In c/c++ bitwise operations are faster than normal(arithmetic) operations(significant atleast in low performance processors). Does the same apply in js? I don't think as the reason its faster in c is bitwise operations are hardwired and usually are completed in 1 processor cycle. But js runs within browser which doesn't have any such hardware(registers I mean) access. I am not sure (around 70% sure :) ). What are typical(or some smarter) uses of bitwise operators (especially in js but I would like to know others too). Please correct me if I am wrong anywhere.
Some bitwise operators are faster than arithmetic operators in some cases. It's hard to optimise Javascript, because the performance varies greatly betwen browsers, platforms and computer models.

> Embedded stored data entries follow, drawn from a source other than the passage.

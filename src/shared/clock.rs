//! Calendar clock used for date defaults.

use chrono::{Local, NaiveDate};

/// Source of "today".
pub trait Clock: Send + Sync {
    fn today(&self) -> NaiveDate;
}

/// Reads the local system date.
#[derive(Debug, Clone, Copy, Default)]
pub struct SystemClock;

impl Clock for SystemClock {
    fn today(&self) -> NaiveDate {
        Local::now().date_naive()
    }
}

/// Always reports the same date.
#[derive(Debug, Clone, Copy)]
pub struct FixedClock(pub NaiveDate);

impl Clock for FixedClock {
    fn today(&self) -> NaiveDate {
        self.0
    }
}
//! Health Check and Metrics API Tests

use axum::http::StatusCode;

use crate::common::{body_bytes, json_body, TestApp};

/// Test basic health check endpoint returns 200 OK
#[tokio::test]
async fn test_health_check_returns_ok() {
    let app = TestApp::new();

    let json = json_body(app.get("/health").await, StatusCode::OK).await;

    assert_eq!(json["status"], "healthy");
    assert!(json.get("version").is_some());
}

/// Test liveness probe endpoint
#[tokio::test]
async fn test_liveness_probe() {
    let app = TestApp::new();

    let json = json_body(app.get("/health/live").await, StatusCode::OK).await;

    assert_eq!(json["status"], "alive");
}

/// Readiness reports the storage check
#[tokio::test]
async fn test_readiness_probe() {
    let app = TestApp::new();

    let json = json_body(app.get("/health/ready").await, StatusCode::OK).await;

    assert_eq!(json["storage"]["status"], "healthy");
}

#[tokio::test]
async fn test_metrics_track_loan_routes() {
    let app = TestApp::new();
    app.get("/api/loans").await;

    let response = app.get("/metrics").await;
    assert_eq!(response.status(), StatusCode::OK);
    let text = String::from_utf8(body_bytes(response).await).unwrap();

    assert!(text.contains("loan_service_http_requests_total"));
    assert!(text.contains("path=\"/api/loans\""));
}
//! Shared Utilities
//!
//! Common utilities used across all layers.

pub mod clock;
pub mod error;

Modern browsers compile the Javascript code into native code, so some things that are said about compiled languages are also relevant for Javascript. However, some things that are said about compiled languages are getting more and more inaccurate with newer processors. It's for example not relevant to look at the performance of a single processor operation any more, as operations are run in parallel. You don't look at how many cycles an operation takes any more, but how many operations you can do in a cycle.
To determine if a specific operation is faster or slower than another in Javascript, you would have to test it on a wide variety of computers and browsers, and look at the average, best case and worst case. Even then, any specific result that you get, woudl get more and more out of date for each new browser version that is released.
Bitwise operators in JS are slow. Really slow compared to C. The reason is that in JS, all numbers are represented as double-precision floating point numbers, so to perform a bitwise operation, the runtime has to convert them to 32-bit integers and back.
That's not to say they aren't useful. e.g., Node#compareDocumentPosition returns a bitmask, and something.length >>> 0 is a common way of getting the length property of something or zero if length isn't a number or is NaN. Also, a / b | 0 is a fast way to do Math.floor(a / b), assuming a and b are >= 0.